PROBLEM TO SOLVE:
Write out the whole listing exactly as it is written below.

── SUPPLIED ENTRIES

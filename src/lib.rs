//! eks-config-webhook library crate
//!
//! This module exports the EKSConfigTemplate resource, its admission hooks,
//! and the servers that expose them to the Kubernetes API server.

pub mod config;
pub mod crd;
pub mod health;
pub mod webhooks;

pub use health::HealthState;
pub use webhooks::{
    WEBHOOK_CERT_PATH, WEBHOOK_KEY_PATH, WEBHOOK_PORT, WebhookError, WebhookState,
    create_webhook_router, run_webhook_server,
};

────

REPLY TO THE EXERCISE:
filename src/lib.rs
//! eks-config-webhook library crate
//!
//! This module exports the EKSConfigTemplate resource, its admission hooks,
//! and the servers that expose them to the Kubernetes API server.

pub mod config;
pub mod crd;
pub mod health;
pub mod webhooks;

pub use health::HealthState;
pub use webhooks::{
    WEBHOOK_CERT_PATH, WEBHOOK_KEY_PATH, WEBHOOK_PORT, WebhookError, WebhookState,
    create_webhook_router, run_webhook_server,
};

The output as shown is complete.